We each develop patterns throughout our lives that help form habits. Public health recommendations initiated over the last several months in an effort to contain the COVID virus are impacting habits and will cause a rise in obesity.
There isn’t a healthy overweight population. If you’re overweight you WILL experience some degree of health complication (whether you want to admit it or not). This isn’t a popular opinion but it’s truthful. Fact:
“… irrespective of metabolic health, overweight and obese people had higher CHD risk than lean people. These findings challenge the concept of ‘metabolically healthy obesity’, encouraging population-wide strategies to tackle obesity.” – European Heart Journal
What exactly are the impacts of our collective reaction to COVID-19?
Whether you agree or disagree with how/what should have been done to prevent the spread, this is likely the outcome:
The goal: to isolate millions of individuals and avoid transmission of COVID-19.

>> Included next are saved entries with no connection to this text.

impl Gui {
    fn new(log_buffer: Arc<Mutex<Vec<String>>>) -> Self {
        let defaults = GenerationRequest::default();
        let style_index = VISUAL_STYLES
            .iter()
            .position(|s| *s == defaults.visual_style)
            .unwrap_or(0);
        Self {
            tab: Tab::Generator,
            focus: None,
            idea: defaults.main_idea,
            num_scenes: defaults.num_scenes,
            include_dialogue: defaults.include_dialogue,
            style_index,
            scenes_loading: false,
            scenes: Vec::new(),
            scenes_error: None,
            jobs: Vec::new(),
            prompt_draft: String::new(),
            viewing: None,
            run_pending: false,
            gemini_key: String::new(),
            veo_key: String::new(),
            saved: Credentials::default(),
            signal: None,
            registry: None,
            notice: None,
            log_buffer,
        }
    }

    fn is_generating(&self) -> bool {
        self.run_pending || self.signal.as_ref().is_some_and(GeneratingSignal::get)
    }

    fn request(&self) -> GenerationRequest {
        GenerationRequest {
            main_idea: self.idea.clone(),
            num_scenes: self.num_scenes,
            include_dialogue: self.include_dialogue,
            visual_style: VISUAL_STYLES[self.style_index].to_string(),
        }
    }

    fn field_mut(&mut self, field: Field) -> &mut String {
        match field {
            Field::Idea => &mut self.idea,
            Field::GeminiKey => &mut self.gemini_key,
            Field::VeoKey => &mut self.veo_key,
            Field::Prompt(_) => &mut self.prompt_draft,
        }
    }

    fn apply_registry_event(&mut self, event: RegistryEvent) {
        match event {
            RegistryEvent::Added(job) => self.jobs.push(job),
            RegistryEvent::Updated(job) => {
                if let Some(slot) = self.jobs.iter_mut().find(|j| j.id == job.id) {
                    *slot = job;
                }
            }
            RegistryEvent::Removed(id) => self.jobs.retain(|j| j.id != id),
            RegistryEvent::Replaced(jobs) => self.jobs = jobs,
        }
    }

    fn drain_events(&mut self, events: &Receiver<UiEvent>) {
        for event in events.try_iter() {
            match event {
                UiEvent::Ready {
                    credentials,
                    signal,
                    registry,
                } => {
                    self.gemini_key = credentials.gemini_api_key.clone();
                    self.veo_key = credentials.veo_api_key.clone();
                    self.saved = credentials;
                    self.signal = Some(signal);
                    self.registry = Some(registry);
                }
                UiEvent::ScenesReady(scenes) => {
                    self.scenes_loading = false;
                    self.scenes_error = None;
                    self.scenes = scenes;
                }
                UiEvent::ScenesFailed(message) => {
                    self.scenes_loading = false;
                    self.scenes_error = Some(message);
                }
                UiEvent::KeysSaved(credentials) => {
                    self.saved = credentials;
                    self.notice = Some("Saved Successfully!".to_string());
                }
                UiEvent::RunFinished => self.run_pending = false,
                UiEvent::Notice(message) => self.notice = Some(message),
                UiEvent::Fatal(message) => {
                    push_log_line(&self.log_buffer, &format!("[ERROR] {}", message));
                    self.notice = Some(message);
                }
            }
        }

        let pending: Vec<RegistryEvent> = match &self.registry {
            Some(rx) => rx.try_iter().collect(),
            None => Vec::new(),
        };
        for event in pending {
            self.apply_registry_event(event);
        }
    }
}

fn push_log_line(buffer: &Arc<Mutex<Vec<String>>>, line: &str) {
    let mut guard = buffer.lock().unwrap_or_else(|e| e.into_inner());
    if guard.len() >= LOG_MAX_LINES {
        let excess = guard.len() + 1 - LOG_MAX_LINES;
        guard.drain(0..excess);
    }
    let mut text = line.to_string();
    if text.len() > LOG_LINE_MAX {
        let mut cut = LOG_LINE_MAX;
        while !text.is_char_boundary(cut) {
            cut -= 1;
        }
        text.truncate(cut);
    }
    guard.push(text);
}

fn snapshot_logs(buffer: &Arc<Mutex<Vec<String>>>) -> Vec<String> {
    buffer.lock().unwrap_or_else(|e| e.into_inner()).clone()
}

fn clip_text(text: &str, max_chars: usize) -> String {
    let flat: String = text
        .chars()
        .map(|c| if c.is_control() { ' ' } else { c })
        .collect();
    if flat.chars().count() <= max_chars {
        return flat;
    }
    let mut out: String = flat.chars().take(max_chars.saturating_sub(3)).collect();
    out.push_str("...");
    out
}

/// Splits text into display rows: one per line, long lines broken at
/// `max_chars`.
fn wrap_lines(text: &str, max_chars: usize) -> Vec<String> {
    let mut rows = Vec::new();
    for line in text.split('\n') {
        let chars: Vec<char> = line.chars().collect();
        if chars.is_empty() {
            rows.push(String::new());
        }
        for chunk in chars.chunks(max_chars.max(1)) {
            rows.push(chunk.iter().collect());
        }
    }
    rows
}

fn mask(text: &str) -> String {
    "*".repeat(text.chars().count().min(48))
}

/// One-line summary of a scene prompt for cards and lists.
fn scene_summary(prompt: &str) -> String {
    if prompt.trim().is_empty() {
        return "(empty prompt - paste a JSON scene)".to_string();
    }
    match SceneDocument::from_json(prompt) {
        Ok(doc) if !doc.scene.action.is_empty() || !doc.scene.setting.is_empty() => {
            format!("{} | {}", doc.scene.setting, doc.scene.action)
        }
        _ => format_prompt(prompt),
    }
}

fn draw_button(
    d: &mut RaylibDrawHandle,
    rect: Rectangle,
    label: &str,
    enabled: bool,
    font_size: f32,
) -> bool {
    let mouse = d.get_mouse_position();
    let hot = rect.check_collision_point_rec(mouse);

    let bg = if !enabled {
        COLOR_BTN_DISABLED
    } else if hot {
        COLOR_BTN_HOVER
    } else {
        COLOR_BTN
    };

    d.draw_rectangle_rounded(rect, 0.25, 10, bg);
    d.draw_rectangle_rounded_lines(rect, 0.25, 10, Color::new(20, 20, 20, 255));

    let ts = d.measure_text(label, font_size as i32);
    let pos_x = rect.x + (rect.width - ts as f32) * 0.5;
    let pos_y = rect.y + (rect.height - font_size) * 0.5;
    let text_color = if enabled { COLOR_BG } else { COLOR_MUTED };
    d.draw_text(label, pos_x as i32, pos_y as i32, font_size as i32, text_color);

    enabled && hot && d.is_mouse_button_released(MouseButton::MOUSE_BUTTON_LEFT)
}

/// Draws a single-line input box and reports whether it was clicked.
fn draw_text_field(
    d: &mut RaylibDrawHandle,
    rect: Rectangle,
    shown: &str,
    focused: bool,
) -> bool {
    let border = if focused { COLOR_BTN } else { COLOR_MUTED };
    d.draw_rectangle_rec(rect, COLOR_BG);
    d.draw_rectangle_lines_ex(rect, 2.0, border);

    let max_chars = ((rect.width - 16.0) / 9.0).max(4.0) as usize;
    let mut text = clip_text(shown, max_chars);
    if focused && (d.get_time() * 2.0) as i64 % 2 == 0 {
        text.push('|');
    }
    d.draw_text(&text, rect.x as i32 + 8, rect.y as i32 + 8, 18, Color::RAYWHITE);

    let hot = rect.check_collision_point_rec(d.get_mouse_position());
    hot && d.is_mouse_button_released(MouseButton::MOUSE_BUTTON_LEFT)
}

The outcome (with citations):
Companies pushed to bankruptcy, loss of jobs, the poor being impacted at the greatest rate (not citing anything here, just Google search anything related to the poor being impacted at the greatest rate due to COVID).

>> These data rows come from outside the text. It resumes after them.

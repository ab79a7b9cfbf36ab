use async_trait::async_trait;
use std::time::Duration;
use tokio::time::sleep;

use crate::error::{StudioError, is_invalid_key, is_not_found};
use crate::media::{MediaStore, VideoHandle};
use crate::scene::validate_prompt;
use crate::{logi, logok, logw};

const VEO_KEY_INVALID: &str = "The provided VEO API Key is not valid. Please check it in the Setup tab.";
const OPERATION_FAILED: &str =
    "The video generation operation failed without a specific error message.";
const NO_DOWNLOAD_LINK: &str =
    "Video generation completed, but no download link was provided by the API.";

/// Fixed request configuration sent with every render.
#[derive(Debug, Clone, PartialEq, Eq)]
pub struct RenderSettings {
    pub count: u32,
    pub aspect_ratio: String,
}

impl Default for RenderSettings {
    fn default() -> Self {
        Self {
            count: 1,
            aspect_ratio: "9:16".to_string(),
        }
    }
}

/// Snapshot of a long-running render operation.
#[derive(Debug, Clone, Default, PartialEq, Eq)]
pub struct RenderOperation {
    pub name: String,
    pub done: bool,
    pub error: Option<String>,
    pub video_uri: Option<String>,
}

#[derive(Debug, Clone, Copy, PartialEq, Eq)]
pub struct PollPolicy {
    pub interval: Duration,
    /// Status queries allowed before giving up; `None` waits forever.
    pub max_polls: Option<u32>,
}

impl Default for PollPolicy {
    fn default() -> Self {
        Self {
            interval: Duration::from_secs(10),
            max_polls: None,
        }
    }
}

/// A video model reachable through submit / poll / download.
#[async_trait]
pub trait RenderBackend: Send + Sync {
    async fn submit(
        &self,
        prompt: &str,
        settings: &RenderSettings,
        api_key: &str,
    ) -> Result<RenderOperation, StudioError>;

    async fn poll(
        &self,
        operation: &RenderOperation,
        api_key: &str,
    ) -> Result<RenderOperation, StudioError>;

    /// Fetches the finished clip. Non-success responses are errors.
    async fn download(&self, uri: &str, api_key: &str) -> Result<Vec<u8>, StudioError>;

    fn model(&self) -> &str;
}

pub struct VideoRenderer<B> {
    backend: B,
    settings: RenderSettings,
    policy: PollPolicy,
    media: MediaStore,
}

impl<B: RenderBackend> VideoRenderer<B> {
    pub fn new(backend: B, settings: RenderSettings, policy: PollPolicy, media: MediaStore) -> Self {
        Self {
            backend,
            settings,
            policy,
            media,
        }
    }

    pub fn backend(&self) -> &B {
        &self.backend
    }

    pub fn media(&self) -> &MediaStore {
        &self.media
    }

    /// Renders one scene prompt to a local clip.
    pub async fn render(&self, prompt: &str, api_key: &str) -> Result<VideoHandle, StudioError> {
        if api_key.trim().is_empty() {
            return Err(StudioError::Validation(
                "VEO API Key is not configured in the Setup tab.".into(),
            ));
        }
        validate_prompt(prompt)?;

        self.render_inner(prompt, api_key)
            .await
            .map_err(|err| classify_failure(self.backend.model(), err))
    }

    async fn render_inner(&self, prompt: &str, api_key: &str) -> Result<VideoHandle, StudioError> {
        let mut operation = self.backend.submit(prompt, &self.settings, api_key).await?;
        logi(format!("Render submitted: {}", operation.name));
        if self.policy.max_polls.is_none() && !operation.done {
            logi("Polling without an attempt limit until the backend finishes.");
        }

        let mut polls: u32 = 0;
        while !operation.done {
            if let Some(max) = self.policy.max_polls {
                if polls >= max {
                    return Err(StudioError::Remote(format!(
                        "Video generation did not finish after {} status checks.",
                        polls
                    )));
                }
            }
            sleep(self.policy.interval).await;
            operation = self.backend.poll(&operation, api_key).await?;
            polls += 1;
        }
        logi(format!("Render finished after {} status checks", polls));

        if let Some(message) = operation.error {
            let message = if message.trim().is_empty() {
                OPERATION_FAILED.to_string()
            } else {
                message
            };
            return Err(StudioError::Remote(message));
        }

        let uri = operation
            .video_uri
            .filter(|uri| !uri.is_empty())
            .ok_or_else(|| StudioError::Remote(NO_DOWNLOAD_LINK.into()))?;

        let bytes = self.backend.download(&uri, api_key).await?;
        let handle = self.media.materialize(&bytes)?;
        logok(format!(
            "Video stored: {} ({} bytes)",
            handle.path().display(),
            handle.size()
        ));
        Ok(handle)
    }
}

/// Maps raw backend failures onto the user-facing taxonomy.
fn classify_failure(model: &str, err: StudioError) -> StudioError {
    let classified = match err {
        StudioError::Auth(_) => StudioError::Auth(VEO_KEY_INVALID.into()),
        StudioError::Remote(message) if is_invalid_key(&message) => {
            StudioError::Auth(VEO_KEY_INVALID.into())
        }
        StudioError::Remote(message) if is_not_found(&message) => StudioError::NotFound(format!(
            "The video model '{model}' was not found. It may be incorrect or unavailable in your region."
        )),
        StudioError::Remote(message) => StudioError::Remote(format!("Gemini API Error: {message}")),
        other => other,
    };
    logw(format!("Error generating video: {}", classified));
    classified
}
use std::sync::atomic::{AtomicBool, Ordering};
use std::sync::{Arc, Mutex, MutexGuard, PoisonError};
use tokio::task::JoinHandle;

use crate::error::StudioError;
use crate::jobs::{JobId, JobPatch, JobRegistry, JobState, JobStatus};
use crate::render::{RenderBackend, VideoRenderer};
use crate::scene::validate_prompt;
use crate::{logi, logok, logw};

const VEO_KEY_MISSING: &str = "VEO API Key is not configured in the Setup tab.";

/// Read-only view of the queue's "is generating" flag.
#[derive(Debug, Clone, Default)]
pub struct GeneratingSignal(Arc<AtomicBool>);

impl GeneratingSignal {
    pub fn get(&self) -> bool {
        self.0.load(Ordering::SeqCst)
    }
}

/// Clears the flag when a run ends, however it ends.
struct GeneratingGuard(Arc<AtomicBool>);

impl Drop for GeneratingGuard {
    fn drop(&mut self) {
        self.0.store(false, Ordering::SeqCst);
    }
}

#[derive(Debug, Clone, Default, PartialEq, Eq)]
pub struct BatchReport {
    pub rendered: usize,
    pub failed: usize,
    /// Jobs already in `success`, or with an empty prompt.
    pub skipped: usize,
}

/// What happened to a single job in the render workflow.
#[derive(Debug, Clone, Copy, PartialEq, Eq)]
pub enum JobOutcome {
    Rendered,
    Failed,
    Skipped,
}

/// Shared handle on the job registry and its renderer. Clones point at the
/// same jobs, so prompts can be edited while a run is in flight. The
/// registry lock is never held across an await.
pub struct RenderQueue<B> {
    registry: Arc<Mutex<JobRegistry>>,
    renderer: Arc<VideoRenderer<B>>,
    generating: Arc<AtomicBool>,
}

impl<B> Clone for RenderQueue<B> {
    fn clone(&self) -> Self {
        Self {
            registry: Arc::clone(&self.registry),
            renderer: Arc::clone(&self.renderer),
            generating: Arc::clone(&self.generating),
        }
    }
}

impl<B: RenderBackend> RenderQueue<B> {
    pub fn new(renderer: VideoRenderer<B>) -> Self {
        Self {
            registry: Arc::new(Mutex::new(JobRegistry::new())),
            renderer: Arc::new(renderer),
            generating: Arc::new(AtomicBool::new(false)),
        }
    }

    /// Locks the registry. Keep the guard out of any `.await`.
    pub fn registry(&self) -> MutexGuard<'_, JobRegistry> {
        self.registry.lock().unwrap_or_else(PoisonError::into_inner)
    }

    pub fn renderer(&self) -> &VideoRenderer<B> {
        &self.renderer
    }

    pub fn is_generating(&self) -> bool {
        self.generating.load(Ordering::SeqCst)
    }

    pub fn generating_signal(&self) -> GeneratingSignal {
        GeneratingSignal(Arc::clone(&self.generating))
    }

    /// Renders every job not already in `success`, in registry order.
    /// An invalid key aborts the rest of the batch.
    pub async fn generate_all(&self, api_key: &str) -> Result<BatchReport, StudioError> {
        let guard = self.begin()?;
        self.run_all(api_key, guard).await
    }

    /// Re-renders one job whatever its current status. Returns `None` when
    /// the id is unknown.
    pub async fn regenerate(
        &self,
        id: JobId,
        api_key: &str,
    ) -> Result<Option<JobOutcome>, StudioError> {
        if self.registry().get(id).is_none() {
            return Ok(None);
        }
        let _guard = self.begin()?;
        self.process_job(id, api_key).await.map(Some)
    }

    /// Claims the generating flag now and renders the batch on a tokio
    /// task. Fails at once when another run holds the flag.
    pub fn spawn_generate_all(
        &self,
        api_key: &str,
    ) -> Result<JoinHandle<Result<BatchReport, StudioError>>, StudioError>
    where
        B: 'static,
    {
        let guard = self.begin()?;
        let queue = self.clone();
        let key = api_key.to_string();
        Ok(tokio::spawn(async move { queue.run_all(&key, guard).await }))
    }

    /// Task form of [`RenderQueue::regenerate`], with the flag claimed up front.
    pub fn spawn_regenerate(
        &self,
        id: JobId,
        api_key: &str,
    ) -> Result<JoinHandle<Result<Option<JobOutcome>, StudioError>>, StudioError>
    where
        B: 'static,
    {
        if self.registry().get(id).is_none() {
            return Ok(tokio::spawn(async { Ok(None) }));
        }
        let guard = self.begin()?;
        let queue = self.clone();
        let key = api_key.to_string();
        Ok(tokio::spawn(async move {
            let _guard = guard;
            queue.process_job(id, &key).await.map(Some)
        }))
    }

    fn begin(&self) -> Result<GeneratingGuard, StudioError> {
        if self.generating.swap(true, Ordering::SeqCst) {
            return Err(StudioError::Validation(
                "A render run is already in progress.".into(),
            ));
        }
        Ok(GeneratingGuard(Arc::clone(&self.generating)))
    }

    async fn run_all(
        &self,
        api_key: &str,
        _guard: GeneratingGuard,
    ) -> Result<BatchReport, StudioError> {
        let ids: Vec<JobId> = self.registry().jobs().iter().map(|job| job.id).collect();
        logi(format!("Rendering batch of {} jobs", ids.len()));

        let mut report = BatchReport::default();
        for id in ids {
            let status = self.registry().get(id).map(|job| job.status());
            match status {
                None => continue,
                Some(JobStatus::Success) => {
                    report.skipped += 1;
                    continue;
                }
                Some(_) => {}
            }
            match self.process_job(id, api_key).await? {
                JobOutcome::Rendered => report.rendered += 1,
                JobOutcome::Failed => report.failed += 1,
                JobOutcome::Skipped => report.skipped += 1,
            }
        }

        logok(format!(
            "Batch done: {} rendered, {} failed, {} skipped",
            report.rendered, report.failed, report.skipped
        ));
        Ok(report)
    }

    /// Runs the render workflow for one job. Only an auth failure is
    /// returned as `Err`; every other failure lands on the job itself.
    async fn process_job(&self, id: JobId, api_key: &str) -> Result<JobOutcome, StudioError> {
        let prompt = match self.registry().get(id) {
            Some(job) => job.prompt.clone(),
            None => return Ok(JobOutcome::Skipped),
        };

        if api_key.trim().is_empty() {
            self.set_state(id, JobState::Error(VEO_KEY_MISSING.into()));
            return Ok(JobOutcome::Failed);
        }
        if prompt.trim().is_empty() {
            logi(format!("Job {} has no prompt; skipping", id));
            return Ok(JobOutcome::Skipped);
        }
        if let Err(err) = validate_prompt(&prompt) {
            self.set_state(id, JobState::Error(err.to_string()));
            return Ok(JobOutcome::Failed);
        }

        self.set_state(id, JobState::Generating);
        match self.renderer.render(&prompt, api_key).await {
            Ok(video) => {
                self.set_state(id, JobState::Success(Arc::new(video)));
                Ok(JobOutcome::Rendered)
            }
            Err(err) => {
                logw(format!("Generation failed for job {}: {}", id, err));
                self.set_state(id, JobState::Error(err.to_string()));
                if err.is_auth() {
                    return Err(err);
                }
                Ok(JobOutcome::Failed)
            }
        }
    }

    fn set_state(&self, id: JobId, state: JobState) {
        self.registry().update(id, JobPatch::state(state));
    }
}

Psychological Health Deterioration & Depression
Overeating is a common outcome stemming from depression or a person’s dire outlook. “The metabolic syndrome is highly prevalent among patients with a history of depression, especially those with current major depression. This may have implications for treatment. Furthermore, attention should be focused on the physical health of those suffering from depression.” – Europe PMC
The Poorest in Society
“Obesity is among the most common and costly chronic disorders worldwide. Estimates suggest that in the United States obesity affects one-third of adults, accounts for up to one-third of total mortality, is concentrated among lower income groups, and increasingly affects children as well as adults.” – Oxford Academic
Those who are struggling to get by with minimal resources are the most likely to eat a diet high in carbohydrates and low in nutritional value. I’m not demonizing carbs… I am making the connection with how carbs do not satisfy for an extended period of time. The more carbs you eat, the hungrier and more irritable you get later (this is just common knowledge in relation to blood glucose). A diet high in carbs will cause a greater fluctuation in blood glucose (highs and lows) which promotes insulin resistance and metabolic syndrome. In turn these issues (if prolonged) are likely to cause type 2 diabetes and heart disease.
One of the best ways to feel good is to be with other people who support and love you. Meaningful social interactions have been significantly reduced due to measures taken to prevent the spread of COVID-19. Stress from not connecting is real and so is that stress’ impact on abdominal obesity:
…”Based on this evidence it is suggested that environmental, perinatal and genetic factors induce neuroendocrine perturbations followed by abdominal obesity with its associated comorbidities.” – Wiley Online Library
“Obesity and associated metabolic diseases have long been thought to exhibit significant comorbidity with stress-associated psychological disorders like anxiety and depression…” – Neuroendocrine Circuits Governing Energy Balance and Stress Regulation: Functional Overlap and Therapeutic Implications
Conclusion & My Plea
Make no mistake, being obese doesn’t define the person. It’s NOT who you are. It’s only a symptom. However, it’s a real, dangerous symptom.
The good news is: it can be controlled and reversed with proper intervention.
The bad news is: it’s going to become a bigger problem societally due to government interventions in relation to COVID-19.
If we recognize this now, we may be able to take accountability and make choices that will better our personal outcomes. The insights we learn during this Pandemic SHOULD provide good data on how policy should be configured and carried out to protect the well-being of everyone.
My plea: Data should be used to weigh the adverse impacts of a lockdown. We must use this data in determining benefit vs. risk in relation to government imposed lockdown strategies.